I lay for many hours, rigid.
I learned the true shape of my fear.
I learned what it was to be only myself.
Dawn came like a kiss, its flesh light filling the forest. Never had I been happier to see the day. The scene of last night’s torment was now so tranquil, the path clear when I turned to find it. I had survived.
I moved slowly, fractured by the night that had torn through me. But when I finally stepped free of the trees, there were no temple huts. No initiates. There was nothing here at all. ‘Sulis?’ I called feebly. ‘Taliesin?’
Had I wrought this change by my tearing of skin? Was I to remain alone here as punishment? Last night’s horror began to stir and I knew I could not endure it again. I wondered if I should leave the Isle while I had light. But there was no boat to travel back to Caer Cad over the water and I would never find the passageway that brought me here under the vast lake. Still I was not even sure if I stood in the hardworld or on Mothers’ ground.
Perhaps I had died this night. Perhaps I had come to Caer Sidi. Part of me wished it so. But my hunger, my exhaustion, my grazed skin, my loneliness all felt very much of the living.
It was only the thought of Taliesin that bade me walk on. But there was no forest track, nothing I recognised here except the Tor, looming before me. Was that a thread of smoke winding from its summit? A fire?
I blundered forward, ignoring the teachings that forbade me from ascending the mountain. It was steeper than it appeared from below. Panting, I clambered up a winding path through dense wildflowers and mountain shrubs. Near the summit the path became stony, banks of low cloud drifting past. I kept my eyes on the ground, the smell of the smoke urging me on.
When at last I reached the peak I was in a clearing ringed with rough-cut branches, buckthorn and stones. A woodfire burned in the centre but no one tended it. No one was here. I collapsed on a log, my legs shaking, and closed my eyes. I had been truly cast from all I knew.
Then on the howl of the wind, I heard a human breath. When I looked up there was an old woman sitting cross-legged behind the fire. Had she been so still that I did n
ot see her? With a cry of relief, I ran forward and crouched to greet her.
She was older than Cookmother, older than Llwyd. But beneath the droop of her brow, her eyes were the colour of the greenest water. She stared at me then spread her arms. Without pause, without thought, I climbed into her embrace.
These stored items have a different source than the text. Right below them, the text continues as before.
//! Climbable surface scanner.
//!
//! Capsule sweeps and line traces against the climbable layers, plus the
//! classification of what they find: wall or floor, ledge or not, floor
//! reached or not. Every query goes through the physics backend and is
//! measured from the character's own frame (its forward `-Z` and up `+Y`).

use bevy::prelude::*;

use crate::backend::ClimbPhysicsBackend;
use crate::collision::{CollisionData, LineTrace};
use crate::config::ClimbConfig;
use crate::movement::ClimbingMovement;

/// Mean impact point and normalized mean impact normal of a surface scan.
///
/// Both are zero when the scan found nothing; a zero normal means no
/// known surface.
#[derive(Reflect, Debug, Clone, Copy, Default, PartialEq)]
pub struct AggregatedSurface {
    /// Average impact point.
    pub location: Vec3,
    /// Normalized average impact normal.
    pub normal: Vec3,
}

impl AggregatedSurface {
    /// Whether a surface is known.
    #[inline]
    pub fn is_known(&self) -> bool {
        self.normal != Vec3::ZERO
    }
}

/// Position and orientation a query is measured from.
#[derive(Debug, Clone, Copy, PartialEq)]
pub struct CharacterFrame {
    pub position: Vec3,
    pub rotation: Quat,
}

impl CharacterFrame {
    /// Read the frame of `entity` through the backend.
    pub fn of<B: ClimbPhysicsBackend>(world: &World, entity: Entity) -> Self {
        Self {
            position: B::get_position(world, entity),
            rotation: B::get_rotation(world, entity),
        }
    }

    #[inline]
    pub fn forward(&self) -> Vec3 {
        self.rotation * Vec3::NEG_Z
    }

    #[inline]
    pub fn up(&self) -> Vec3 {
        self.rotation * Vec3::Y
    }

    #[inline]
    pub fn right(&self) -> Vec3 {
        self.rotation * Vec3::X
    }
}

/// Average a set of hits.
pub fn aggregate_surface(hits: &[CollisionData]) -> AggregatedSurface {
    if hits.is_empty() {
        return AggregatedSurface::default();
    }

    let count = hits.len() as f32;
    let (location_sum, normal_sum) = hits
        .iter()
        .fold((Vec3::ZERO, Vec3::ZERO), |(location, normal), hit| {
            (location + hit.point, normal + hit.normal)
        });

    AggregatedSurface {
        location: location_sum / count,
        normal: normal_sum.normalize_or_zero(),
    }
}

/// Whether an aggregated surface should end the climb.
///
/// True without a known surface, or when the surface normal is within
/// `max_floor_angle_degrees` of world up (inclusive), which makes it a floor.
pub fn surface_ends_climb(surface: &AggregatedSurface, has_hits: bool, config: &ClimbConfig) -> bool {
    if !has_hits || !surface.is_known() {
        return true;
    }

    // angle <= limit, compared on cosines
    surface.normal.dot(Vec3::Y) >= config.max_floor_angle_cos()
}

/// Sweep for climbable surfaces in front of the character and store the hits.
///
/// Returns whether anything was hit.
pub fn trace_climbable_surfaces<B: ClimbPhysicsBackend>(world: &mut World, entity: Entity) -> bool {
    let config = ClimbConfig::of(world, entity);
    let frame = CharacterFrame::of::<B>(world, entity);

    let start = frame.position + frame.forward() * config.surface_trace_forward_offset;
    let end = start + frame.forward();

    let hits = B::capsule_sweep(
        world,
        start,
        end,
        config.capsule_trace_radius,
        config.capsule_trace_half_height,
        config.climbable_layers,
        entity,
    );

    let found = !hits.is_empty();
    if let Some(mut movement) = world.get_mut::<ClimbingMovement>(entity) {
        movement.surface_hits = hits;
    }
    found
}

/// Trace forward from eye height.
///
/// The trace starts `eye_height + start_offset` above the character along
/// its up axis and runs `distance` along its forward axis.
pub fn trace_from_eye_height<B: ClimbPhysicsBackend>(
    world: &mut World,
    entity: Entity,
    distance: f32,
    start_offset: f32,
) -> LineTrace {
    let config = ClimbConfig::of(world, entity);
    let frame = CharacterFrame::of::<B>(world, entity);

    let start = frame.position + frame.up() * (config.eye_height + start_offset);
    let end = start + frame.forward() * distance;

    line_trace::<B>(world, entity, start, end, config.climbable_layers)
}

/// Trace a line against `layers` and keep the segment.
pub(crate) fn line_trace<B: ClimbPhysicsBackend>(
    world: &mut World,
    entity: Entity,
    start: Vec3,
    end: Vec3,
    layers: u32,
) -> LineTrace {
    let hit = B::line_trace(world, start, end, layers, entity);
    LineTrace::new(start, end, hit)
}

/// Recompute the aggregated surface from the stored hits.
pub fn process_climbable_surface_info(world: &mut World, entity: Entity) -> AggregatedSurface {
    let Some(mut movement) = world.get_mut::<ClimbingMovement>(entity) else {
        return AggregatedSurface::default();
    };

    let surface = aggregate_surface(&movement.surface_hits);
    movement.surface = surface;
    surface
}

/// Whether the tracked surface no longer supports climbing.
pub fn check_should_stop_climbing(world: &World, entity: Entity) -> bool {
    let config = ClimbConfig::of(world, entity);
    let Some(movement) = world.get::<ClimbingMovement>(entity) else {
        return true;
    };

    surface_ends_climb(&movement.surface, !movement.surface_hits.is_empty(), &config)
}

/// Whether a descending climber has reached a floor.
///
/// Sweeps just below the character; a hit whose normal is parallel to world
/// up counts only while the local vertical velocity is below
/// `-floor_reach_speed`.
pub fn check_has_reached_floor<B: ClimbPhysicsBackend>(world: &mut World, entity: Entity) -> bool {
    let config = ClimbConfig::of(world, entity);
    let frame = CharacterFrame::of::<B>(world, entity);
    let Some(local_velocity) = world
        .get::<ClimbingMovement>(entity)
        .map(|movement| movement.unrotated_climb_velocity(frame.rotation))
    else {
        return false;
    };

    let down = -frame.up();
    let start = frame.position + down * 50.0;
    let end = start + down;

    let hits = B::capsule_sweep(
        world,
        start,
        end,
        config.capsule_trace_radius,
        config.capsule_trace_half_height,
        config.climbable_layers,
        entity,
    );

    let descending = local_velocity.y < -config.floor_reach_speed;
    descending && hits.iter().any(|hit| hit.is_parallel_to(Vec3::Y))
}

/// Whether the wall ends just above the character's eyes with a walkable top.
///
/// An eye trace 50 units above eye height must miss; a 100 unit downward
/// trace from its end must then hit.
pub fn ledge_detected<B: ClimbPhysicsBackend>(world: &mut World, entity: Entity) -> bool {
    let eye = trace_from_eye_height::<B>(world, entity, 100.0, 50.0);
    if eye.is_blocking_hit() {
        return false;
    }

    let config = ClimbConfig::of(world, entity);
    let down = -CharacterFrame::of::<B>(world, entity).up();
    line_trace::<B>(world, entity, eye.end, eye.end + down * 100.0, config.climbable_layers)
        .is_blocking_hit()
}

#[cfg(test)]
mod tests {
    use super::*;

    fn hit(point: Vec3, normal: Vec3) -> CollisionData {
        CollisionData::new(0.0, normal, point, None)
    }

    #[test]
    fn empty_scan_aggregates_to_zero() {
        let surface = aggregate_surface(&[]);
        assert_eq!(surface.location, Vec3::ZERO);
        assert_eq!(surface.normal, Vec3::ZERO);
        assert!(!surface.is_known());
    }

    #[test]
    fn aggregate_averages_points_and_normalizes_normals() {
        let hits = [
            hit(Vec3::new(-10.0, 0.0, -60.0), Vec3::Z),
            hit(Vec3::new(10.0, 20.0, -60.0), Vec3::X),
        ];

        let surface = aggregate_surface(&hits);
        assert_eq!(surface.location, Vec3::new(0.0, 10.0, -60.0));
        assert!((surface.normal.length() - 1.0).abs() < 1e-5);
        assert!((surface.normal - Vec3::new(1.0, 0.0, 1.0).normalize()).length() < 1e-5);
    }

    #[test]
    fn opposing_normals_leave_no_known_surface() {
        let hits = [hit(Vec3::ZERO, Vec3::Z), hit(Vec3::ZERO, Vec3::NEG_Z)];
        let surface = aggregate_surface(&hits);
        assert_eq!(surface.normal, Vec3::ZERO);
        assert!(surface_ends_climb(&surface, true, &ClimbConfig::default()));
    }

    #[test]
    fn walls_keep_climbing() {
        let config = ClimbConfig::default();
        let wall = AggregatedSurface {
            location: Vec3::ZERO,
            normal: Vec3::Z,
        };
        assert!(!surface_ends_climb(&wall, true, &config));

        // 80 degrees from up: steep, still a wall
        let steep = AggregatedSurface {
            location: Vec3::ZERO,
            normal: Vec3::new(0.0, 80f32.to_radians().cos(), 80f32.to_radians().sin()),
        };
        assert!(!surface_ends_climb(&steep, true, &config));
    }

    #[test]
    fn floors_end_climbing() {
        let config = ClimbConfig::default();
        let floor = AggregatedSurface {
            location: Vec3::ZERO,
            normal: Vec3::Y,
        };
        assert!(surface_ends_climb(&floor, true, &config));

        let slope_45 = AggregatedSurface {
            location: Vec3::ZERO,
            normal: Vec3::new(0.0, 1.0, 1.0).normalize(),
        };
        assert!(surface_ends_climb(&slope_45, true, &config));
    }

    #[test]
    fn exactly_sixty_degrees_ends_climbing() {
        let config = ClimbConfig::default();
        let boundary = AggregatedSurface {
            location: Vec3::ZERO,
            normal: Vec3::new(0.866_025_4, 0.5, 0.0),
        };
        assert!(surface_ends_climb(&boundary, true, &config));
    }

    #[test]
    fn no_hits_ends_climbing() {
        let config = ClimbConfig::default();
        let stale = AggregatedSurface {
            location: Vec3::ZERO,
            normal: Vec3::Z,
        };
        assert!(surface_ends_climb(&stale, false, &config));
    }

    #[test]
    fn character_frame_axes() {
        let frame = CharacterFrame {
            position: Vec3::ZERO,
            rotation: Quat::IDENTITY,
        };
        assert_eq!(frame.forward(), Vec3::NEG_Z);
        assert_eq!(frame.up(), Vec3::Y);
        assert_eq!(frame.right(), Vec3::X);
    }
}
She wrapped her arms around me and kissed my forehead with the love of a mother. I burrowed into the warmth of her lap, sinking deeper as she yielded to my weight.
For a teetering moment, I could have pulled myself back from her embrace and returned to the solid ground of the mountain. Even as I fell into it, I knew there was risk in this pleasure that I may not return. But her hold was so blissfully tender after my night alone that I no longer cared for anything else.
I closed my eyes and let her skin and muscles grow around me until I was entirely buried, submerged in the current of her blood. Soon there was no more flesh and I was falling, surrendered, into emptiness. My journey was over.
To know the earth, we must learn to hear it in a way that reveals its language.
PAIN SEARED THROUGH my centre.
Something had caught my fall.
When I clutched my belly I felt a cord, warm and sinewy, coursing with blood. This was what held me. In agony, I grasped it and hauled myself up to lessen the strain.
I did not want to be caught.
Bearing my weight with one hand, I reached for my sword with the other. This was its promise: to do my will. It would slice through the cord that halted my fall. Even a flash of Taliesin’s face, vivid as flame, could not bid me stay.
My fingers tightened around the cord as I readied to cut. Then, through the membrane of skin, I felt a vibration. A hum. Faint, as though from a great distance. I raised the sword. But the humming strengthened. It was a voice, a song. An illusion, I told myself, a trick of the mind. One last barrier to pass before I could enter the freedom of the fall. Again I lifted my sword. A wave of song poured into me like breath, pure and spinning with light.